Cinematography that stands out from the TV crowd is now about more than looking better than most other shows—it’s about getting a look that meets the high standards once reserved only for feature films. But with television schedules and budgets typically only a fraction of their big-screen counterparts, cinematographers on shows such as Mad Men, Breaking Bad, The Good Wife and Vikings use every lighting and camera tool or trick at their disposal to deliver the goods. Digital technology and the popularity of cameras like the Alexa, which operates well in low-light conditions, have helped immensely, but it still takes creativity to find camera moves and lighting techniques that truly stand out.

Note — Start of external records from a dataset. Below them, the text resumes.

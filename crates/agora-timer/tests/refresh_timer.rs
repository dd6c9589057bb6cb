//! Integration tests for the periodic timer.
//!
//! Uses `tokio::time::pause()` (via `start_paused`) so the clock is
//! controlled deterministically — `sleep_until` resolves instantly when
//! the runtime auto-advances time, making minute-scale intervals testable
//! in milliseconds.

use std::sync::atomic::{AtomicU64, Ordering};
use std::sync::Arc;
use std::time::Duration;

use agora_timer::{spawn_periodic, PeriodicTimer, TimerConfig};

fn config_60s() -> TimerConfig {
    TimerConfig::with_interval(Duration::from_secs(60))
}

// =========================================================================
// PeriodicTimer
// =========================================================================

#[test]
fn test_timer_initial_state() {
    // Needs a runtime only for `Instant::now`; a current-thread one is fine.
    let rt = tokio::runtime::Builder::new_current_thread()
        .enable_time()
        .build()
        .unwrap();
    rt.block_on(async {
        let timer = PeriodicTimer::new(config_60s());
        assert_eq!(timer.tick_count(), 0);
        assert!(!timer.is_paused());
        assert_eq!(timer.interval(), Duration::from_secs(60));
    });
}

#[tokio::test(start_paused = true)]
async fn test_wait_fires_and_increments() {
    let mut timer = PeriodicTimer::new(config_60s());

    let info = timer.wait().await;
    assert_eq!(info.tick, 1);
    assert!(!info.overdue);
    assert_eq!(timer.tick_count(), 1);
}

#[tokio::test(start_paused = true)]
async fn test_multiple_fires_increment_monotonically() {
    let mut timer = PeriodicTimer::new(config_60s());

    for expected in 1..=4 {
        let info = timer.wait().await;
        assert_eq!(info.tick, expected);
    }
    assert_eq!(timer.tick_count(), 4);
}

#[tokio::test(start_paused = true)]
async fn test_paused_timer_never_fires() {
    let mut timer = PeriodicTimer::new(config_60s());
    timer.pause();
    assert!(timer.is_paused());

    // With the clock paused, the timeout auto-advances while wait() pends
    // forever — so the timeout must win.
    let result =
        tokio::time::timeout(Duration::from_secs(3600), timer.wait()).await;
    assert!(result.is_err(), "paused timer must not fire");
    assert_eq!(timer.tick_count(), 0);
}

#[tokio::test(start_paused = true)]
async fn test_resume_rearms_from_now() {
    let mut timer = PeriodicTimer::new(config_60s());
    timer.pause();
    // A long paused stretch must not produce a burst on resume.
    tokio::time::advance(Duration::from_secs(600)).await;
    timer.resume();
    assert!(!timer.is_paused());

    let info = timer.wait().await;
    assert_eq!(info.tick, 1, "exactly one fire after resume, no catch-up");
}

#[tokio::test(start_paused = true)]
async fn test_pause_is_idempotent() {
    let mut timer = PeriodicTimer::new(config_60s());
    timer.pause();
    timer.pause();
    assert!(timer.is_paused());
    timer.resume();
    timer.resume();
    assert!(!timer.is_paused());
}

#[tokio::test(start_paused = true)]
async fn test_missed_deadline_reschedules_from_now() {
    let mut timer = PeriodicTimer::new(config_60s());

    // First fire at t=60.
    timer.wait().await;

    // Simulate a long suspension: jump far past the next deadline.
    tokio::time::advance(Duration::from_secs(500)).await;

    let info = timer.wait().await;
    assert!(info.overdue, "late fire should be flagged overdue");
    assert_eq!(info.tick, 2, "no catch-up fires for the missed window");
}

// =========================================================================
// spawn_periodic / TaskHandle
// =========================================================================

#[tokio::test(start_paused = true)]
async fn test_spawn_periodic_runs_on_interval() {
    let count = Arc::new(AtomicU64::new(0));
    let counted = Arc::clone(&count);

    let handle = spawn_periodic(config_60s(), move |_info| {
        let counted = Arc::clone(&counted);
        async move {
            counted.fetch_add(1, Ordering::SeqCst);
        }
    });

    // Let several virtual intervals elapse.
    tokio::time::sleep(Duration::from_secs(185)).await;
    let fired = count.load(Ordering::SeqCst);
    assert!((2..=4).contains(&fired), "expected ~3 fires, got {fired}");

    handle.cancel();
}

#[tokio::test(start_paused = true)]
async fn test_cancel_stops_the_task() {
    let count = Arc::new(AtomicU64::new(0));
    let counted = Arc::clone(&count);

    let handle = spawn_periodic(config_60s(), move |_info| {
        let counted = Arc::clone(&counted);
        async move {
            counted.fetch_add(1, Ordering::SeqCst);
        }
    });

    tokio::time::sleep(Duration::from_secs(65)).await;
    handle.cancel();
    // Give the abort a chance to land before sampling.
    tokio::time::sleep(Duration::from_millis(10)).await;
    let at_cancel = count.load(Ordering::SeqCst);

    tokio::time::sleep(Duration::from_secs(300)).await;
    assert_eq!(
        count.load(Ordering::SeqCst),
        at_cancel,
        "no fires after cancel"
    );
    assert!(handle.is_finished());
}

#[tokio::test(start_paused = true)]
async fn test_drop_cancels_the_task() {
    let count = Arc::new(AtomicU64::new(0));
    let counted = Arc::clone(&count);

    let handle = spawn_periodic(config_60s(), move |_info| {
        let counted = Arc::clone(&counted);
        async move {
            counted.fetch_add(1, Ordering::SeqCst);
        }
    });

    tokio::time::sleep(Duration::from_secs(65)).await;
    drop(handle);
    tokio::time::sleep(Duration::from_millis(10)).await;
    let at_drop = count.load(Ordering::SeqCst);

    tokio::time::sleep(Duration::from_secs(300)).await;
    assert_eq!(
        count.load(Ordering::SeqCst),
        at_drop,
        "dropping the handle must cancel the task"
    );
}
//! Error types for the session layer.

/// Errors that can occur during session management.
///
/// None of these are fatal: every path through the session layer catches
/// them and degrades to the unauthenticated state.
#[derive(Debug, thiserror::Error)]
pub enum SessionError {
    /// The token could not be decoded as a JWT with the expected claims.
    /// Covers truncated tokens, wrong formats, and missing claims alike —
    /// the caller's reaction is the same for all of them.
    #[error("invalid access token")]
    InvalidToken,

    /// The login endpoint rejected the credentials or was unreachable.
    #[error("login failed: {0}")]
    LoginFailed(String),

    /// The refresh endpoint rejected the cookie or was unreachable.
    #[error("refresh failed: {0}")]
    RefreshFailed(String),

    /// Reading or writing the persisted token failed.
    #[error("token store failed: {0}")]
    StoreFailed(#[source] std::io::Error),

    /// Building or using the HTTP client failed outside a specific
    /// login/refresh exchange.
    #[error("http error: {0}")]
    Http(String),
}
//! WebSocket client transport using `tokio-tungstenite`.

use std::sync::Arc;

use tokio::sync::Mutex;
use tokio_tungstenite::tungstenite::Message;

use crate::{Connection, ConnectionId, Connector, TransportError};

type WsStream = tokio_tungstenite::WebSocketStream<
    tokio_tungstenite::MaybeTlsStream<tokio::net::TcpStream>,
>;

/// A [`Connector`] that dials `{base}/{hub}` over WebSocket.
///
/// The bearer token travels in the `access_token` query parameter, the
/// convention of the backend's realtime stack. JWTs are base64url so no
/// extra escaping is needed.
#[derive(Debug, Clone)]
pub struct WebSocketConnector {
    base: String,
}

impl WebSocketConnector {
    /// Creates a connector for the given `ws://` or `wss://` base URL,
    /// e.g. `wss://api.example.com/hubs`. The hub name is appended as a
    /// path segment at dial time.
    pub fn new(base: impl Into<String>) -> Self {
        let mut base = base.into();
        while base.ends_with('/') {
            base.pop();
        }
        Self { base }
    }

    /// The base URL this connector dials under.
    pub fn base(&self) -> &str {
        &self.base
    }

    fn hub_url(&self, hub: &str, access_token: Option<&str>) -> String {
        match access_token {
            Some(token) => format!("{}/{hub}?access_token={token}", self.base),
            None => format!("{}/{hub}", self.base),
        }
    }
}

impl Connector for WebSocketConnector {
    type Conn = WebSocketConnection;

    async fn dial(
        &self,
        hub: &str,
        access_token: Option<&str>,
    ) -> Result<Self::Conn, TransportError> {
        let url = self.hub_url(hub, access_token);

        let (ws, _) = tokio_tungstenite::connect_async(&url)
            .await
            .map_err(|e| TransportError::ConnectFailed(e.to_string()))?;

        let id = ConnectionId::next();
        tracing::debug!(%id, hub, "WebSocket connected");

        Ok(WebSocketConnection {
            id,
            ws: Arc::new(Mutex::new(ws)),
        })
    }
}

/// A single WebSocket connection.
pub struct WebSocketConnection {
    id: ConnectionId,
    ws: Arc<Mutex<WsStream>>,
}

impl Connection for WebSocketConnection {
    async fn send(&self, data: &[u8]) -> Result<(), TransportError> {
        use futures_util::SinkExt;
        // Frames are JSON — send as text so they stay inspectable
        // in browser dev tools and server logs.
        let text = String::from_utf8(data.to_vec()).map_err(|e| {
            TransportError::SendFailed(std::io::Error::new(
                std::io::ErrorKind::InvalidData,
                e,
            ))
        })?;
        self.ws
            .lock()
            .await
            .send(Message::Text(text.into()))
            .await
            .map_err(|e| {
                TransportError::SendFailed(std::io::Error::new(
                    std::io::ErrorKind::BrokenPipe,
                    e,
                ))
            })
    }

    async fn recv(&self) -> Result<Option<Vec<u8>>, TransportError> {
        use futures_util::StreamExt;
        loop {
            let msg = self.ws.lock().await.next().await;
            match msg {
                Some(Ok(Message::Text(text))) => {
                    return Ok(Some(text.as_bytes().to_vec()));
                }
                Some(Ok(Message::Binary(data))) => {
                    return Ok(Some(data.into()));
                }
                Some(Ok(Message::Close(_))) | None => return Ok(None),
                Some(Ok(_)) => continue, // skip ping/pong/frame
                Some(Err(e)) => {
                    return Err(TransportError::ReceiveFailed(
                        std::io::Error::new(
                            std::io::ErrorKind::ConnectionReset,
                            e,
                        ),
                    ));
                }
            }
        }
    }

    async fn close(&self) -> Result<(), TransportError> {
        self.ws.lock().await.close(None).await.map_err(|e| {
            TransportError::SendFailed(std::io::Error::new(
                std::io::ErrorKind::BrokenPipe,
                e,
            ))
        })
    }

    fn id(&self) -> ConnectionId {
        self.id
    }
}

Going back to basics has paid off for AMC’s Mad Men. Cinematographer Christopher Manley likes, whenever possible, to drop the second camera typically used to ensure closeups and coverage of every scene. “We set up A shots, and if the B shot can work without compromising either shot, then we’ll use it. Otherwise, we don’t,” he explains. The result is more medium shots, giving the closeups more impact and evoking a classic big-screen style. “Doing closeups a lot of the time in television is more about a holdover style from when TVs were much smaller and people were sitting in their living room looking at a 20-inch screen 8 feet away,” says Manley. “Nowadays, everybody has a large 16:9 television that dominates their living room, so I think it’s OK to go back to a more old-fashioned scale of using wider shots.” (more…)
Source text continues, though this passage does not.